Inchiesta di Nino Luca sulle elezioni amministrative e provinciali a Messina, giugno 2008. Qualcosa di poco chiaro è successo. Voti persi sia per maggioranza che per l'opposizione. Addirittura Mariano Rossello (Idv) non ha preso neppure un voto: nella sezione dove è andato a votare con tutta la famiglia, per la Provincia, manca all'appello non solo la preferenza della moglie e della figlia ma persino la sua. Come dire Rossello non si è votato. E lui giura di averlo fatto. Possibile?
Complice la sostituzione di 67 di presidenti di seggio su 254 all'ultimo minuto, a Messina e provincia è accaduto di tutto: verbali consegnati in bianco, numero di votanti superiori al 100% degli aventi diritto, liste apparentate che ottengono lo stesso numero di voti, voti di lista superiori alla somma dei voti dei candidati.

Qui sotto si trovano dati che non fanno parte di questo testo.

impl Hart {
    #[must_use]
    pub fn new() -> Self {
        Self::default()
    }

    /// Sets the initial program counter, typically the loader's entry address.
    pub fn set_entry(&mut self, entry: u64) {
        self.regs.set_pc(entry);
    }

    fn trap(&mut self, cause: u64, sepc: u64, stval: u64) {
        log::debug!(
            "trap: cause={cause} sepc={sepc:#x} stval={stval:#x} -> stvec={:#x}",
            self.csrs.stvec
        );
        self.csrs.scause = cause;
        self.csrs.sepc = sepc;
        self.csrs.stval = stval;
        self.regs.set_pc(self.csrs.stvec);
    }

    /// Retires at most one instruction.
    pub fn step(&mut self, bus: &mut Bus) {
        let pc = self.regs.pc();

        if pc % 4 != 0 {
            self.trap(CAUSE_INSTR_MISALIGNED, pc, pc);
            return;
        }

        let insn = bus.read_u32(pc);
        self.regs.set_pc(pc.wrapping_add(4));

        let opcode = decode::opcode(insn);
        let rd = decode::rd(insn);
        let funct3 = decode::funct3(insn);
        let rs1 = decode::rs1(insn);
        let rs2 = decode::rs2(insn);
        let funct7 = decode::funct7(insn);
        let x1 = self.regs.x(rs1);
        let x2 = self.regs.x(rs2);

        log::trace!("retire pc={pc:#x} insn={insn:#010x} opcode={opcode:#04x}");

        match opcode {
            OP_LUI => self.regs.set_x(rd, imm_u(insn)),

            OP_AUIPC => self.regs.set_x(rd, pc.wrapping_add(imm_u(insn))),

            OP_JAL => {
                self.regs.set_x(rd, self.regs.pc());
                self.regs.set_pc(pc.wrapping_add(imm_j(insn)));
            }

            OP_JALR => {
                let link = self.regs.pc();
                let target = x1.wrapping_add(imm_i(insn)) & !1u64;
                self.regs.set_pc(target);
                self.regs.set_x(rd, link);
            }

            OP_BRANCH => {
                let take = match funct3 {
                    0x0 => x1 == x2,
                    0x1 => x1 != x2,
                    0x4 => (x1 as i64) < (x2 as i64),
                    0x5 => (x1 as i64) >= (x2 as i64),
                    0x6 => x1 < x2,
                    0x7 => x1 >= x2,
                    _ => {
                        self.trap(CAUSE_ILLEGAL_INSTRUCTION, pc, u64::from(insn));
                        return;
                    }
                };
                if take {
                    self.regs.set_pc(pc.wrapping_add(imm_b(insn)));
                }
            }

            OP_LOAD => {
                let addr = x1.wrapping_add(imm_i(insn));
                let value = match funct3 {
                    0x0 => sext(u64::from(bus.read_u8(addr)), 8),
                    0x1 => sext(u64::from(bus.read_u16(addr)), 16),
                    0x2 => sext(u64::from(bus.read_u32(addr)), 32),
                    0x3 => bus.read_u64(addr),
                    0x4 => u64::from(bus.read_u8(addr)),
                    0x5 => u64::from(bus.read_u16(addr)),
                    0x6 => u64::from(bus.read_u32(addr)),
                    _ => {
                        self.trap(CAUSE_ILLEGAL_INSTRUCTION, pc, u64::from(insn));
                        return;
                    }
                };
                self.regs.set_x(rd, value);
            }

            OP_STORE => {
                let addr = x1.wrapping_add(imm_s(insn));
                match funct3 {
                    0x0 => bus.write_u8(addr, x2 as u8),
                    0x1 => bus.write_u16(addr, x2 as u16),
                    0x2 => bus.write_u32(addr, x2 as u32),
                    0x3 => bus.write_u64(addr, x2),
                    _ => {
                        self.trap(CAUSE_ILLEGAL_INSTRUCTION, pc, u64::from(insn));
                        return;
                    }
                }
            }

            OP_IMM => {
                let imm = imm_i(insn);
                let value = match funct3 {
                    0x0 => x1.wrapping_add(imm),
                    0x1 => x1 << (insn >> 20 & 0x3F),
                    0x2 => u64::from((x1 as i64) < (imm as i64)),
                    0x3 => u64::from(x1 < imm),
                    0x4 => x1 ^ imm,
                    0x5 => {
                        let shamt = insn >> 20 & 0x3F;
                        if insn >> 30 & 1 != 0 {
                            ((x1 as i64) >> shamt) as u64
                        } else {
                            x1 >> shamt
                        }
                    }
                    0x6 => x1 | imm,
                    0x7 => x1 & imm,
                    _ => unreachable!("funct3 is 3 bits"),
                };
                self.regs.set_x(rd, value);
            }

            OP_IMM_32 => {
                let result32: u32 = match funct3 {
                    0x0 => (x1 as u32).wrapping_add(imm_i(insn) as u32),
                    0x1 => (x1 as u32) << (insn >> 20 & 0x1F),
                    0x5 => {
                        let shamt = insn >> 20 & 0x1F;
                        if insn >> 30 & 1 != 0 {
                            ((x1 as i32) >> shamt) as u32
                        } else {
                            (x1 as u32) >> shamt
                        }
                    }
                    _ => {
                        self.trap(CAUSE_ILLEGAL_INSTRUCTION, pc, u64::from(insn));
                        return;
                    }
                };
                self.regs.set_x(rd, sext(u64::from(result32), 32));
            }

            OP => {
                let value = match funct3 {
                    0x0 => {
                        if funct7 == 0x20 {
                            x1.wrapping_sub(x2)
                        } else {
                            x1.wrapping_add(x2)
                        }
                    }
                    0x1 => x1 << (x2 & 0x3F),
                    0x2 => u64::from((x1 as i64) < (x2 as i64)),
                    0x3 => u64::from(x1 < x2),
                    0x4 => x1 ^ x2,
                    0x5 => {
                        if funct7 == 0x20 {
                            ((x1 as i64) >> (x2 & 0x3F)) as u64
                        } else {
                            x1 >> (x2 & 0x3F)
                        }
                    }
                    0x6 => x1 | x2,
                    0x7 => x1 & x2,
                    _ => unreachable!("funct3 is 3 bits"),
                };
                self.regs.set_x(rd, value);
            }

            OP_32 => {
                let result32: u32 = match funct3 {
                    0x0 => {
                        if funct7 == 0x20 {
                            (x1 as u32).wrapping_sub(x2 as u32)
                        } else {
                            (x1 as u32).wrapping_add(x2 as u32)
                        }
                    }
                    0x1 => (x1 as u32) << (x2 & 0x1F),
                    0x5 => {
                        let shamt = (x2 & 0x1F) as u32;
                        if funct7 == 0x20 {
                            ((x1 as i32) >> shamt) as u32
                        } else {
                            (x1 as u32) >> shamt
                        }
                    }
                    _ => {
                        self.trap(CAUSE_ILLEGAL_INSTRUCTION, pc, u64::from(insn));
                        return;
                    }
                };
                self.regs.set_x(rd, sext(u64::from(result32), 32));
            }

            OP_SYSTEM => {
                if funct3 == 0 {
                    let priv_imm = insn >> 20;
                    match priv_imm {
                        0 => sbi::handle(&mut self.regs, &mut self.halted),
                        1 => {
                            self.trap(CAUSE_BREAKPOINT, pc, 0);
                            return;
                        }
                        0x105 => { /* wfi: no-op */ }
                        _ => {
                            self.trap(CAUSE_ILLEGAL_INSTRUCTION, pc, u64::from(insn));
                            return;
                        }
                    }
                } else if matches!(funct3, 0x1 | 0x2 | 0x3) {
                    let csr_addr = insn >> 20;
                    let old = self.csrs.read(csr_addr);
                    if rd != 0 {
                        self.regs.set_x(rd, old);
                    }
                    let new = match funct3 {
                        0x1 => x1,
                        0x2 => old | x1,
                        0x3 => old & !x1,
                        _ => unreachable!("checked above"),
                    };
                    self.csrs.write(csr_addr, new);
                } else {
                    self.trap(CAUSE_ILLEGAL_INSTRUCTION, pc, u64::from(insn));
                    return;
                }
            }

            _ => {
                self.trap(CAUSE_ILLEGAL_INSTRUCTION, pc, u64::from(insn));
                return;
            }
        }

        self.regs.clear_x0();
    }
}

A tre giorni dalla chiusura dei seggi si contavano ancora i voti e si redigevano verbali di scrutinio. Un tale caos che la Procura ha deciso di aprire un'inchiesta. Decine le denunce alla Digos per vistose irregolarità ravvisate dai rappresentanti di lista ma anche per la presenza di malavitosi davanti ai seggi. Ferdinando Licata, presidente dell'ufficio elettorale, e giudice della Corte d'appello, ha cercato di mettere ordine. Solo mercoledì ha finito per controllare i verbali. Badate i verbali, anche quelli compilati da almeno trenta presidenti di seggio che non sapevano come fare a compilarli. Le singole schede, invece, non le controlla nessuno.